Post aus Jerusalem
Post aus Jerusalem. Aus heiterem Himmel ein Brief von einem ehemaligen Studenten. Ich erinnere mich noch an sein Abschlusskonzert einige Jahre zuvor in der Musikhochschule Detmold. Ralph, ein begnadeter Organist, war hin- und hergerissen, ob er die Musik zum Beruf machen oder nach seinem Theologiestudium nicht doch ins Priesterseminar wechseln sollte. Jahre später traf ich ihn in Jerusalem wieder, damals bereits Mönch der Benediktiner-Abtei auf dem Sion, zunächst noch auf Probe.
Nun also der endgültige Schritt: In seinem Brief schreibt er, dass er „in der Gemeinschaft der Brüder für immer Beständigkeit, klösterlichen Lebenswandel und Gehorsam gelobe". Eintrittskloster gleich Sterbekloster, eine Insel der Stabilität in einer Zeit, da alles im Wandel ist. Eine Entscheidung gegen den Trend, da man sich möglichst alle Wege offen lässt aus Angst, man könne etwas verpassen. Und während die Welt darum bangt, dass der Konflikt zwischen Israelis und Palästinensern nicht eskaliert, macht es sich einer zur Lebensaufgabe, genau auf dem Grenzland zwischen verfeindeten Nachbarn zu siedeln, an jenem Ort, wo schon im Sechs-Tage-Krieg die Demarkationslinie verlief. Das Kloster liegt noch heute genau auf der Grenze zwischen arabischer Altstadt und jüdischer Neustadt.
„Erbittet für Jerusalem Frieden", so beten Juden und Christen schon seine Jahrtausenden an diesem Ort, unweit von Abendmahlssaal und Klagemauer: Friede nicht nur als Geschenk, sondern auch als Aufgabe, mehr als nur Waffenstillstand und Friedhofsruhe. Da braucht es Menschen, die eine Ahnung haben, dass Friede auf dem Boden der Gerechtigkeit, der Aussöhnung, des Verzeihens gedeiht.
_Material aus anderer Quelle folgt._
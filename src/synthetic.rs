//! Synthetic order-to-cash data with controlled defect rates
//!
//! Produces a `;`-delimited case table with European decimals and a matching
//! event log. Every generated case remembers which defects were injected so
//! runs over the files can be checked against the truth.

use crate::config::{
    ACTIVITY, CASE_KEY, DELIVERED_DATE, DELIVERED_QUANTITY, EVENT_TIME, MAX_ORDER_TOLERANCE,
    MIN_ORDER_TOLERANCE, ORDERED_QUANTITY, ORDER_VALUE, PROMISED_DATE, UNIT_PRICE,
};
use crate::error::Result;
use crate::models::Event;
use crate::output::records_bytes;
use crate::sequence::CORE_CHAIN;
use chrono::{Duration, NaiveDate, NaiveDateTime};
use rand::prelude::*;

const FACTORIES: [&str; 5] = ["Plant North", "Plant South", "Plant East", "Plant West", "Mill Central"];
const DELIVERY_COMPANIES: [&str; 4] = ["Nordfracht", "TransAlp", "Baltic Cargo", "RailWay Log"];
const PRODUCT_TYPES: [&str; 3] = ["Board", "Veneer", "Timber"];
const CUST_MARKETS: [&str; 4] = ["DACH", "Nordics", "Benelux", "Iberia"];

/// (min %, max %) tolerance bands a case can carry
const TOLERANCE_BANDS: [(f64, f64); 4] = [(0.0, 0.0), (-2.0, 2.0), (-5.0, 5.0), (-10.0, 10.0)];

/// Activity outside the core chain, logged for some cases
const INVOICE_ACTIVITY: &str = "Create invoice";

#[derive(Debug, Clone)]
pub struct SyntheticConfig {
    pub cases: usize,
    /// Base probability of a late delivery, scaled per factory
    pub late_rate: f64,
    pub tol_violation_rate: f64,
    /// Probability of swapping the timestamps of two adjacent core activities
    pub swap_rate: f64,
    /// Probability of a zero or unreadable price/value cell
    pub dirty_rate: f64,
    pub start: NaiveDate,
}

impl Default for SyntheticConfig {
    fn default() -> Self {
        Self {
            cases: 5000,
            late_rate: 0.15,
            tol_violation_rate: 0.08,
            swap_rate: 0.05,
            dirty_rate: 0.01,
            start: NaiveDate::from_ymd_opt(2024, 1, 1).unwrap_or_default(),
        }
    }
}

/// How a price or value cell was corrupted
#[derive(Debug, Clone, Copy, PartialEq, Eq)]
pub enum DirtyCell {
    UnitPriceZero,
    OrderValueZero,
    UnitPriceUnreadable,
}

#[derive(Debug, Clone)]
pub struct SyntheticCase {
    pub case_key: String,
    pub delivery_company: &'static str,
    pub factory: &'static str,
    pub product_type: &'static str,
    pub cust_market: &'static str,
    pub ordered_quantity: f64,
    pub delivered_quantity: f64,
    pub min_tolerance_pct: f64,
    pub max_tolerance_pct: f64,
    pub unit_price: f64,
    pub order_value: f64,
    pub promised_date: NaiveDate,
    pub delivered_date: NaiveDate,
    pub late: bool,
    pub tol_violation: bool,
    /// Index `i` of the swapped pair `CORE_CHAIN[i]`, `CORE_CHAIN[i + 1]`
    pub swapped: Option<usize>,
    pub dirty: Option<DirtyCell>,
}

impl SyntheticCase {
    /// Expected first-violation label of the event log
    pub fn expected_violation(&self) -> Option<String> {
        self.swapped
            .map(|i| format!("{} -> {}", CORE_CHAIN[i], CORE_CHAIN[i + 1]))
    }
}

#[derive(Debug, Clone)]
pub struct SyntheticData {
    pub cases: Vec<SyntheticCase>,
    pub events: Vec<Event>,
}

/// Generate `config.cases` cases and their event log
pub fn generate(config: &SyntheticConfig, rng: &mut impl Rng) -> SyntheticData {
    let mut cases = Vec::with_capacity(config.cases);
    let mut events = Vec::with_capacity(config.cases * (CORE_CHAIN.len() + 1));

    for i in 0..config.cases {
        let case = generate_case(i, config, rng);
        events.extend(case_events(&case, rng));
        cases.push(case);
    }

    SyntheticData { cases, events }
}

fn generate_case(index: usize, config: &SyntheticConfig, rng: &mut impl Rng) -> SyntheticCase {
    let factory_idx = rng.gen_range(0..FACTORIES.len());
    // later factories in the list run late more often
    let factory_bias = 0.5 + factory_idx as f64 / (FACTORIES.len() - 1) as f64;
    let late = rng.gen_bool((config.late_rate * factory_bias).clamp(0.0, 1.0));

    let ordered_quantity = rng.gen_range(100..=5000) as f64;
    let (min_tolerance_pct, max_tolerance_pct) = TOLERANCE_BANDS[rng.gen_range(0..TOLERANCE_BANDS.len())];
    let tol_violation = rng.gen_bool(config.tol_violation_rate.clamp(0.0, 1.0));
    let delivered_quantity = delivered_quantity(
        ordered_quantity,
        min_tolerance_pct,
        max_tolerance_pct,
        tol_violation,
        rng,
    );

    let unit_price = (rng.gen_range(2.0..250.0_f64) * 100.0).round() / 100.0;
    let order_value = ((unit_price * delivered_quantity) * 100.0).round() / 100.0;

    let promised_date = config.start + Duration::days(rng.gen_range(0..365));
    let delivered_date = if late {
        promised_date + Duration::days(rng.gen_range(1..=10))
    } else {
        promised_date - Duration::days(rng.gen_range(0..=3))
    };

    let swapped = rng
        .gen_bool(config.swap_rate.clamp(0.0, 1.0))
        .then(|| rng.gen_range(0..CORE_CHAIN.len() - 1));
    let dirty = rng
        .gen_bool(config.dirty_rate.clamp(0.0, 1.0))
        .then(|| match rng.gen_range(0..3) {
            0 => DirtyCell::UnitPriceZero,
            1 => DirtyCell::OrderValueZero,
            _ => DirtyCell::UnitPriceUnreadable,
        });

    SyntheticCase {
        case_key: format!("C{:07}", index + 1),
        delivery_company: DELIVERY_COMPANIES[rng.gen_range(0..DELIVERY_COMPANIES.len())],
        factory: FACTORIES[factory_idx],
        product_type: PRODUCT_TYPES[rng.gen_range(0..PRODUCT_TYPES.len())],
        cust_market: CUST_MARKETS[rng.gen_range(0..CUST_MARKETS.len())],
        ordered_quantity,
        delivered_quantity,
        min_tolerance_pct,
        max_tolerance_pct,
        unit_price,
        order_value,
        promised_date,
        delivered_date,
        late,
        tol_violation,
        swapped,
        dirty,
    }
}

/// Whole-unit delivered quantity, strictly outside the band for violations
/// and within half of it otherwise
fn delivered_quantity(
    ordered: f64,
    min_pct: f64,
    max_pct: f64,
    violation: bool,
    rng: &mut impl Rng,
) -> f64 {
    if violation {
        let overshoot = rng.gen_range(0.01..0.15);
        if rng.gen_bool(0.5) {
            (ordered * (1.0 + max_pct / 100.0 + overshoot)).ceil() + 1.0
        } else {
            ((ordered * (1.0 + min_pct / 100.0 - overshoot)).floor() - 1.0).max(0.0)
        }
    } else if max_pct == min_pct {
        ordered
    } else {
        let pct = rng.gen_range(min_pct / 2.0..=max_pct / 2.0);
        (ordered * (1.0 + pct / 100.0)).round()
    }
}

fn case_events(case: &SyntheticCase, rng: &mut impl Rng) -> Vec<Event> {
    let mut time: NaiveDateTime = (case.promised_date - Duration::days(30))
        .and_hms_opt(8, 0, 0)
        .unwrap_or_default();

    let mut times = Vec::with_capacity(CORE_CHAIN.len());
    for _ in CORE_CHAIN {
        time += Duration::hours(rng.gen_range(4..72));
        times.push(time);
    }
    if let Some(i) = case.swapped {
        times.swap(i, i + 1);
    }

    let mut events: Vec<Event> = CORE_CHAIN
        .iter()
        .zip(times)
        .map(|(activity, time)| Event {
            case_key: case.case_key.clone(),
            activity: activity.to_string(),
            time,
        })
        .collect();

    if rng.gen_bool(0.5) {
        events.push(Event {
            case_key: case.case_key.clone(),
            activity: INVOICE_ACTIVITY.to_string(),
            time: time + Duration::hours(rng.gen_range(1..48)),
        });
    }
    events
}

/// European rendering with `.` thousands and `,` decimals, e.g. `1.234,50`
pub fn european(x: f64, decimals: usize) -> String {
    let fixed = format!("{:.*}", decimals, x.abs());
    let (int_part, frac_part) = fixed.split_once('.').unwrap_or((fixed.as_str(), ""));

    let mut grouped = String::new();
    for (i, c) in int_part.chars().enumerate() {
        if i > 0 && (int_part.len() - i) % 3 == 0 {
            grouped.push('.');
        }
        grouped.push(c);
    }

    let sign = if x < 0.0 { "-" } else { "" };
    if frac_part.is_empty() {
        format!("{}{}", sign, grouped)
    } else {
        format!("{}{},{}", sign, grouped, frac_part)
    }
}

/// Quantities are whole numbers and carry no thousands separator, since a
/// lone `.` reads as a decimal point
fn quantity(x: f64) -> String {
    format!("{}", x as i64)
}

fn date(d: NaiveDate) -> String {
    d.format("%d.%m.%Y").to_string()
}

/// `;`-delimited case table
pub fn case_table_bytes(cases: &[SyntheticCase]) -> Result<Vec<u8>> {
    let header: Vec<String> = [
        CASE_KEY,
        "DELIVERY_COMPANY",
        "FACTORY",
        "PRODUCT_TYPE",
        "CUST_MARKET",
        ORDERED_QUANTITY,
        DELIVERED_QUANTITY,
        MIN_ORDER_TOLERANCE,
        MAX_ORDER_TOLERANCE,
        UNIT_PRICE,
        ORDER_VALUE,
        PROMISED_DATE,
        DELIVERED_DATE,
    ]
    .iter()
    .map(|h| h.to_string())
    .collect();

    let rows: Vec<Vec<String>> = cases
        .iter()
        .map(|c| {
            let unit_price = match c.dirty {
                Some(DirtyCell::UnitPriceZero) => "0".to_string(),
                Some(DirtyCell::UnitPriceUnreadable) => "n.v.".to_string(),
                _ => european(c.unit_price, 2),
            };
            let order_value = match c.dirty {
                Some(DirtyCell::OrderValueZero) => "0,00".to_string(),
                _ => european(c.order_value, 2),
            };
            vec![
                c.case_key.clone(),
                c.delivery_company.to_string(),
                c.factory.to_string(),
                c.product_type.to_string(),
                c.cust_market.to_string(),
                quantity(c.ordered_quantity),
                quantity(c.delivered_quantity),
                european(c.min_tolerance_pct, 1),
                european(c.max_tolerance_pct, 1),
                unit_price,
                order_value,
                date(c.promised_date),
                date(c.delivered_date),
            ]
        })
        .collect();

    semicolon_bytes(&header, &rows)
}

/// Comma-delimited event log ordered by case, then time
pub fn event_log_bytes(events: &[Event]) -> Result<Vec<u8>> {
    let header = vec![
        CASE_KEY.to_string(),
        ACTIVITY.to_string(),
        EVENT_TIME.to_string(),
    ];
    let rows: Vec<Vec<String>> = events
        .iter()
        .map(|e| {
            vec![
                e.case_key.clone(),
                e.activity.clone(),
                e.time.format("%Y-%m-%d %H:%M:%S").to_string(),
            ]
        })
        .collect();
    records_bytes(&header, &rows)
}

fn semicolon_bytes(header: &[String], rows: &[Vec<String>]) -> Result<Vec<u8>> {
    let mut writer = csv::WriterBuilder::new()
        .delimiter(b';')
        .from_writer(Vec::new());
    writer.write_record(header)?;
    for row in rows {
        writer.write_record(row)?;
    }
    writer
        .into_inner()
        .map_err(|e| std::io::Error::other(e.to_string()).into())
}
Dafür leben die Mönche auf dem Sion, und darum beten sie. Wer in ihre Mauern kommt, erahnt, dass der Frieden, der von innen kommt, ein Geschenk Gottes ist.
Dorthin gehen, wo Völker, Kulturen und Religionen aufeinander prallen. Dort bleiben, wo Menschen sich nicht mehr verstehen. Dort beten, wo Worte angesichts der Spirale von Angst, Misstrauen und Gewalt versagen. Das ist der Ort, dem Ralph sich verpflichtet fühlt, die Herausforderung, für die er das eigene Leben in die Waagschale wirft. Er hat seinen Platz gefunden, und der ist wahrlich nicht nur in Jerusalem.